### [WORK REQUIRED]
Take every line containing "message" from the material and copy it.

+===+

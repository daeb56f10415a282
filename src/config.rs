//! # Config — Sieve Tuning Parameters
//!
//! Every size and threshold the engine uses lives in [`SieveConfig`] rather
//! than in constants, so tests can drive tiny synthetic ranges while
//! production keeps the device-sized defaults below.
//!
//! | Field | Default | Meaning |
//! |-------|---------|---------|
//! | `segment_words` | 8192 | words per segment (32 KiB) |
//! | `segments_per_block` | 64 | segments per work group in the default buffer |
//! | `num_blocks` | 256 | work groups per sieve pass |
//! | `small_prime_count` | 23 | primes 7..=101 use the dense phase |
//! | `min_chain_length` | 8 | shortest run reported as a chain |
//! | `long_chain_length` | 10 | shortest run kept in the long pool |
//! | `max_long_chains` | 32 | long pool capacity |
//! | `histogram_max` | 10 | top histogram bucket (longer runs clamp here) |
//! | `estimated_chains_per_million` | 30 | sizes the general pool |
//! | `threads` | 0 | worker threads per device (0 = one per core) |
//!
//! `segments_per_block` only sizes [`SieveConfig::sieve_word_count`]. A
//! session handed any other word count spreads it over `num_blocks` work
//! groups, so the per-group segment count follows from the buffer size.
//!
//! The struct is serde-enabled with `#[serde(default)]` so a caller can embed
//! it in its own configuration file; reading files is the caller's job.

use serde::{Deserialize, Serialize};

use crate::error::{Result, SieveError};
use crate::wheel;

#[derive(Clone, Debug, PartialEq, Eq, Serialize, Deserialize)]
#[serde(default)]
pub struct SieveConfig {
    pub segment_words: usize,
    pub segments_per_block: usize,
    pub num_blocks: usize,
    pub small_prime_count: usize,
    pub min_chain_length: u32,
    pub long_chain_length: u32,
    pub max_long_chains: usize,
    pub histogram_max: usize,
    pub estimated_chains_per_million: u64,
    pub threads: usize,
}

impl Default for SieveConfig {
    fn default() -> Self {
        SieveConfig {
            segment_words: 8192,
            segments_per_block: 64,
            num_blocks: 256,
            small_prime_count: 23,
            min_chain_length: 8,
            long_chain_length: 10,
            max_long_chains: 32,
            histogram_max: 10,
            estimated_chains_per_million: 30,
            threads: 0,
        }
    }
}

impl SieveConfig {
    /// Sieve size in words implied by the block layout.
    pub fn sieve_word_count(&self) -> usize {
        self.segment_words * self.segments_per_block * self.num_blocks
    }

    /// Integer span covered by one full sieve pass.
    pub fn sieve_range(&self) -> u64 {
        wheel::words_range(self.sieve_word_count())
    }

    /// General pool capacity: ten times the expected chain yield of a range.
    pub fn max_chains(&self) -> usize {
        self.max_chains_for(self.sieve_word_count())
    }

    /// General pool capacity for a buffer of `words` words.
    pub fn max_chains_for(&self, words: usize) -> usize {
        let range = wheel::words_range(words) as u128;
        let estimate = 10 * self.estimated_chains_per_million as u128 * range / 1_000_000;
        (estimate as usize).max(1)
    }

    pub fn validate(&self) -> Result<()> {
        let nonzero = [
            ("segment_words", self.segment_words),
            ("segments_per_block", self.segments_per_block),
            ("num_blocks", self.num_blocks),
            ("min_chain_length", self.min_chain_length as usize),
            ("histogram_max", self.histogram_max),
        ];
        if let Some((name, _)) = nonzero.iter().find(|(_, v)| *v == 0) {
            return Err(SieveError::Config {
                message: format!("{} must be greater than zero", name),
            });
        }
        if self.long_chain_length < self.min_chain_length {
            return Err(SieveError::Config {
                message: format!(
                    "long_chain_length ({}) is below min_chain_length ({})",
                    self.long_chain_length, self.min_chain_length
                ),
            });
        }
        Ok(())
    }
}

+===+

### [EXERCISE SOLUTION]
                message: format!("{} must be greater than zero", name),
                message: format!(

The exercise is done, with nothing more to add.